Aim of the exercise:
Find the line containing "let broken = FakeApi::failing();" in the records below. Copy exactly that line and each one after it, ending at the line containing "assert_eq!(before.generation, after.generation);", and nothing more.

Stored data
══════════

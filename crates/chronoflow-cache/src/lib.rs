//! ChronoFlow caches — workspace directory snapshots, webhook
//! idempotency, and a TTL view over the external rule store.

pub mod directory;
pub mod idempotency;
pub mod rules;

pub use directory::{DirectoryCache, DirectorySnapshot};
pub use idempotency::{
    Fingerprinter, IdempotencyCache, IdempotencyStore, InMemoryIdempotencyStore,
    PreferredFieldFingerprinter,
};
pub use rules::RuleCache;
//! Per-workspace directory cache: id↔name snapshots for tags, projects,
//! clients, users and tasks.
//!
//! Snapshots are immutable once published and swapped atomically behind
//! an `Arc`, so readers never observe a partially built directory. A
//! failed refresh leaves the previous snapshot in place.

use std::collections::HashMap;
use std::sync::atomic::{AtomicU64, Ordering};
use std::sync::Arc;
use tokio::sync::{Mutex, RwLock, Semaphore};

use chronoflow_core::traits::TrackerApi;
use chronoflow_core::Result;

/// trim + lowercase, the one normalization used for every name lookup.
pub fn normalize(name: &str) -> String {
    name.trim().to_lowercase()
}

#[derive(Debug, Clone, Default)]
pub struct DirectorySnapshot {
    pub generation: u64,
    tag_names_by_id: HashMap<String, String>,
    tag_ids_by_name: HashMap<String, String>,
    project_names_by_id: HashMap<String, String>,
    project_ids_by_name: HashMap<String, String>,
    client_names_by_id: HashMap<String, String>,
    client_ids_by_name: HashMap<String, String>,
    user_names_by_id: HashMap<String, String>,
    user_ids_by_name: HashMap<String, String>,
    /// normalized project name -> normalized task name -> task id.
    task_ids: HashMap<String, HashMap<String, String>>,
    task_names_by_id: HashMap<String, String>,
}

impl DirectorySnapshot {
    pub fn tag_id_by_name(&self, name: &str) -> Option<&str> {
        self.tag_ids_by_name.get(&normalize(name)).map(String::as_str)
    }

    pub fn tag_name_by_id(&self, id: &str) -> Option<&str> {
        self.tag_names_by_id.get(id).map(String::as_str)
    }

    pub fn project_id_by_name(&self, name: &str) -> Option<&str> {
        self.project_ids_by_name.get(&normalize(name)).map(String::as_str)
    }

    pub fn project_name_by_id(&self, id: &str) -> Option<&str> {
        self.project_names_by_id.get(id).map(String::as_str)
    }

    pub fn client_id_by_name(&self, name: &str) -> Option<&str> {
        self.client_ids_by_name.get(&normalize(name)).map(String::as_str)
    }

    pub fn client_name_by_id(&self, id: &str) -> Option<&str> {
        self.client_names_by_id.get(id).map(String::as_str)
    }

    pub fn user_id_by_name(&self, name: &str) -> Option<&str> {
        self.user_ids_by_name.get(&normalize(name)).map(String::as_str)
    }

    pub fn user_name_by_id(&self, id: &str) -> Option<&str> {
        self.user_names_by_id.get(id).map(String::as_str)
    }

    /// Task id within a specific project.
    pub fn task_id(&self, project_name: &str, task_name: &str) -> Option<&str> {
        self.task_ids
            .get(&normalize(project_name))
            .and_then(|tasks| tasks.get(&normalize(task_name)))
            .map(String::as_str)
    }

    /// Fallback scan across every project for a uniquely named task.
    pub fn task_id_any_project(&self, task_name: &str) -> Option<&str> {
        let wanted = normalize(task_name);
        self.task_ids
            .values()
            .find_map(|tasks| tasks.get(&wanted))
            .map(String::as_str)
    }

    pub fn task_name_by_id(&self, id: &str) -> Option<&str> {
        self.task_names_by_id.get(id).map(String::as_str)
    }

    /// Copy of this snapshot with one extra tag, used when the executor
    /// creates a tag mid-batch and wants later actions to see it.
    pub fn with_tag(&self, id: &str, name: &str, generation: u64) -> Self {
        let mut copy = self.clone();
        copy.generation = generation;
        copy.tag_names_by_id.insert(id.to_string(), name.to_string());
        copy.tag_ids_by_name.insert(normalize(name), id.to_string());
        copy
    }
}

struct Slot {
    snapshot: RwLock<Option<Arc<DirectorySnapshot>>>,
    // Single-flight guard for the cold fetch.
    fetch_lock: Mutex<()>,
}

impl Slot {
    fn new() -> Self {
        Self {
            snapshot: RwLock::new(None),
            fetch_lock: Mutex::new(()),
        }
    }
}

pub struct DirectoryCache {
    slots: RwLock<HashMap<String, Arc<Slot>>>,
    refresh_limit: Arc<Semaphore>,
    generation: AtomicU64,
}

impl DirectoryCache {
    /// `worker_pool` bounds how many background refreshes run at once.
    pub fn new(worker_pool: usize) -> Self {
        Self {
            slots: RwLock::new(HashMap::new()),
            refresh_limit: Arc::new(Semaphore::new(worker_pool.max(1))),
            generation: AtomicU64::new(1),
        }
    }

    async fn slot(&self, workspace_id: &str) -> Arc<Slot> {
        if let Some(slot) = self.slots.read().await.get(workspace_id) {
            return slot.clone();
        }
        let mut slots = self.slots.write().await;
        slots
            .entry(workspace_id.to_string())
            .or_insert_with(|| Arc::new(Slot::new()))
            .clone()
    }

    /// Current snapshot for a workspace; the first caller blocks on a
    /// single-flight fetch, concurrent callers wait for its result.
    pub async fn get(
        &self,
        api: &Arc<dyn TrackerApi>,
        workspace_id: &str,
    ) -> Result<Arc<DirectorySnapshot>> {
        let slot = self.slot(workspace_id).await;
        if let Some(snapshot) = slot.snapshot.read().await.as_ref() {
            return Ok(snapshot.clone());
        }

        let _guard = slot.fetch_lock.lock().await;
        // A concurrent caller may have populated the slot while we
        // waited for the lock.
        if let Some(snapshot) = slot.snapshot.read().await.as_ref() {
            return Ok(snapshot.clone());
        }

        let snapshot = Arc::new(self.build(api, workspace_id).await?);
        *slot.snapshot.write().await = Some(snapshot.clone());
        Ok(snapshot)
    }

    /// Rebuild the snapshot now and swap it in. On failure the previous
    /// snapshot stays servable and the error is returned to the caller.
    pub async fn refresh(
        &self,
        api: &Arc<dyn TrackerApi>,
        workspace_id: &str,
    ) -> Result<Arc<DirectorySnapshot>> {
        let slot = self.slot(workspace_id).await;
        match self.build(api, workspace_id).await {
            Ok(snapshot) => {
                let snapshot = Arc::new(snapshot);
                *slot.snapshot.write().await = Some(snapshot.clone());
                tracing::debug!(
                    "Directory refreshed for workspace {workspace_id} (generation {})",
                    snapshot.generation
                );
                Ok(snapshot)
            }
            Err(e) => {
                tracing::warn!("⚠️ Directory refresh failed for workspace {workspace_id}: {e}");
                Err(e)
            }
        }
    }

    /// Schedule a refresh on the bounded worker pool. The caller keeps
    /// serving the prior snapshot; failures are logged, never surfaced.
    pub fn refresh_async(self: &Arc<Self>, api: Arc<dyn TrackerApi>, workspace_id: String) {
        let cache = self.clone();
        let limit = self.refresh_limit.clone();
        tokio::spawn(async move {
            let Ok(_permit) = limit.acquire().await else {
                return;
            };
            let _ = cache.refresh(&api, &workspace_id).await;
        });
    }

    /// Publish a snapshot extended with a freshly created tag so the
    /// rest of the batch resolves it without a full refresh.
    pub async fn note_tag(&self, workspace_id: &str, tag_id: &str, tag_name: &str) {
        let slot = self.slot(workspace_id).await;
        let mut guard = slot.snapshot.write().await;
        if let Some(current) = guard.as_ref() {
            let generation = self.next_generation();
            *guard = Some(Arc::new(current.with_tag(tag_id, tag_name, generation)));
        }
    }

    fn next_generation(&self) -> u64 {
        self.generation.fetch_add(1, Ordering::Relaxed)
    }

    async fn build(
        &self,
        api: &Arc<dyn TrackerApi>,
        workspace_id: &str,
    ) -> Result<DirectorySnapshot> {
        let mut snapshot = DirectorySnapshot {
            generation: self.next_generation(),
            ..Default::default()
        };

        for tag in api.get_tags(workspace_id).await? {
            if let (Some(id), Some(name)) = (str_field(&tag, "id"), str_field(&tag, "name")) {
                snapshot.tag_names_by_id.insert(id.clone(), name.clone());
                snapshot.tag_ids_by_name.insert(normalize(&name), id);
            }
        }

        let projects = api.get_projects(workspace_id).await?;
        for project in &projects {
            if let (Some(id), Some(name)) = (str_field(project, "id"), str_field(project, "name")) {
                snapshot.project_names_by_id.insert(id.clone(), name.clone());
                snapshot.project_ids_by_name.insert(normalize(&name), id);
            }
        }

        for client in api.get_clients(workspace_id).await? {
            if let (Some(id), Some(name)) = (str_field(&client, "id"), str_field(&client, "name")) {
                snapshot.client_names_by_id.insert(id.clone(), name.clone());
                snapshot.client_ids_by_name.insert(normalize(&name), id);
            }
        }

        for user in api.get_users(workspace_id).await? {
            let name = str_field(&user, "name").or_else(|| str_field(&user, "email"));
            if let (Some(id), Some(name)) = (str_field(&user, "id"), name) {
                snapshot.user_names_by_id.insert(id.clone(), name.clone());
                snapshot.user_ids_by_name.insert(normalize(&name), id);
            }
        }

        for project in &projects {
            let (Some(project_id), Some(project_name)) =
                (str_field(project, "id"), str_field(project, "name"))
            else {
                continue;
            };
            let tasks = api.get_tasks(workspace_id, &project_id).await?;
            let by_name = snapshot.task_ids.entry(normalize(&project_name)).or_default();
            for task in tasks {
                if let (Some(id), Some(name)) = (str_field(&task, "id"), str_field(&task, "name")) {
                    by_name.insert(normalize(&name), id.clone());
                    snapshot.task_names_by_id.insert(id, name);
                }
            }
        }

        Ok(snapshot)
    }
}

fn str_field(node: &serde_json::Value, key: &str) -> Option<String> {
    node.get(key)
        .and_then(serde_json::Value::as_str)
        .map(String::from)
}

#[cfg(test)]
mod tests {
    use super::*;
    use async_trait::async_trait;
    use chronoflow_core::traits::{ApiResponse, HttpMethod};
    use chronoflow_core::ChronoflowError;
    use serde_json::{json, Value};
    use std::sync::atomic::AtomicU32;

    struct FakeApi {
        fetches: AtomicU32,
        fail: bool,
    }

    impl FakeApi {
        fn new() -> Arc<dyn TrackerApi> {
            Arc::new(Self {
                fetches: AtomicU32::new(0),
                fail: false,
            })
        }

        fn failing() -> Arc<dyn TrackerApi> {
            Arc::new(Self {
                fetches: AtomicU32::new(0),
                fail: true,
            })
        }
    }

    #[async_trait]
    impl TrackerApi for FakeApi {
        async fn get_time_entry(&self, _: &str, _: &str) -> Result<Value> {
            unimplemented!()
        }
        async fn update_time_entry(&self, _: &str, _: &str, _: Value) -> Result<Value> {
            unimplemented!()
        }
        async fn get_tags(&self, _: &str) -> Result<Vec<Value>> {
            self.fetches.fetch_add(1, Ordering::SeqCst);
            if self.fail {
                return Err(ChronoflowError::api(500, "boom"));
            }
            Ok(vec![json!({"id": "t1", "name": "Billable"})])
        }
        async fn create_tag(&self, _: &str, _: &str) -> Result<Value> {
            unimplemented!()
        }
        async fn get_projects(&self, _: &str) -> Result<Vec<Value>> {
            Ok(vec![json!({"id": "p1", "name": "Website Redesign"})])
        }
        async fn get_clients(&self, _: &str) -> Result<Vec<Value>> {
            Ok(vec![json!({"id": "c1", "name": "Acme Corp"})])
        }
        async fn get_users(&self, _: &str) -> Result<Vec<Value>> {
            Ok(vec![json!({"id": "u1", "name": "Dana"})])
        }
        async fn get_tasks(&self, _: &str, project_id: &str) -> Result<Vec<Value>> {
            assert_eq!(project_id, "p1");
            Ok(vec![json!({"id": "task1", "name": "Wireframes"})])
        }
        async fn request(&self, _: HttpMethod, _: &str, _: Option<String>) -> Result<ApiResponse> {
            unimplemented!()
        }
    }

    #[tokio::test]
    async fn test_lookups_are_normalized() {
        let cache = DirectoryCache::new(2);
        let api = FakeApi::new();
        let snapshot = cache.get(&api, "ws1").await.unwrap();

        assert_eq!(snapshot.tag_id_by_name("  BILLABLE "), Some("t1"));
        assert_eq!(snapshot.project_id_by_name("website redesign"), Some("p1"));
        assert_eq!(snapshot.client_id_by_name("acme corp"), Some("c1"));
        assert_eq!(snapshot.user_id_by_name("dana"), Some("u1"));
        assert_eq!(snapshot.task_id("Website Redesign", "wireframes"), Some("task1"));
        assert_eq!(snapshot.task_id_any_project("WIREFRAMES"), Some("task1"));
        assert_eq!(snapshot.task_name_by_id("task1"), Some("Wireframes"));
        assert_eq!(snapshot.tag_id_by_name("missing"), None);
    }

    #[tokio::test]
    async fn test_second_get_served_from_cache() {
        let cache = DirectoryCache::new(2);
        let api = FakeApi::new();
        let first = cache.get(&api, "ws1").await.unwrap();
        let second = cache.get(&api, "ws1").await.unwrap();
        assert_eq!(first.generation, second.generation);
        assert!(Arc::ptr_eq(&first, &second));
    }

    #[tokio::test]
    async fn test_failed_refresh_keeps_previous_snapshot() {
        let cache = DirectoryCache::new(2);
        let api = FakeApi::new();
        let before = cache.get(&api, "ws1").await.unwrap();

        let broken = FakeApi::failing();
        assert!(cache.refresh(&broken, "ws1").await.is_err());

        let after = cache.get(&api, "ws1").await.unwrap();
        assert_eq!(before.generation, after.generation);
        assert_eq!(after.tag_id_by_name("billable"), Some("t1"));
    }

    #[tokio::test]
    async fn test_refresh_bumps_generation() {
        let cache = DirectoryCache::new(2);
        let api = FakeApi::new();
        let before = cache.get(&api, "ws1").await.unwrap();
        let after = cache.refresh(&api, "ws1").await.unwrap();
        assert!(after.generation > before.generation);
    }

    #[tokio::test]
    async fn test_refresh_async_swaps_in_background() {
        let cache = Arc::new(DirectoryCache::new(2));
        let api = FakeApi::new();
        let before = cache.get(&api, "ws1").await.unwrap();

        cache.refresh_async(api.clone(), "ws1".into());
        tokio::time::sleep(std::time::Duration::from_millis(50)).await;

        let after = cache.get(&api, "ws1").await.unwrap();
        assert!(after.generation > before.generation);
    }

    #[tokio::test]
    async fn test_note_tag_extends_current_snapshot() {
        let cache = DirectoryCache::new(2);
        let api = FakeApi::new();
        cache.get(&api, "ws1").await.unwrap();

        cache.note_tag("ws1", "t2", "Urgent").await;
        let snapshot = cache.get(&api, "ws1").await.unwrap();
        assert_eq!(snapshot.tag_id_by_name("urgent"), Some("t2"));
        assert_eq!(snapshot.tag_id_by_name("billable"), Some("t1"));
    }
}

══════════

Solution to this problem:
        let broken = FakeApi::failing();
        assert!(cache.refresh(&broken, "ws1").await.is_err());

        let after = cache.get(&api, "ws1").await.unwrap();
        assert_eq!(before.generation, after.generation);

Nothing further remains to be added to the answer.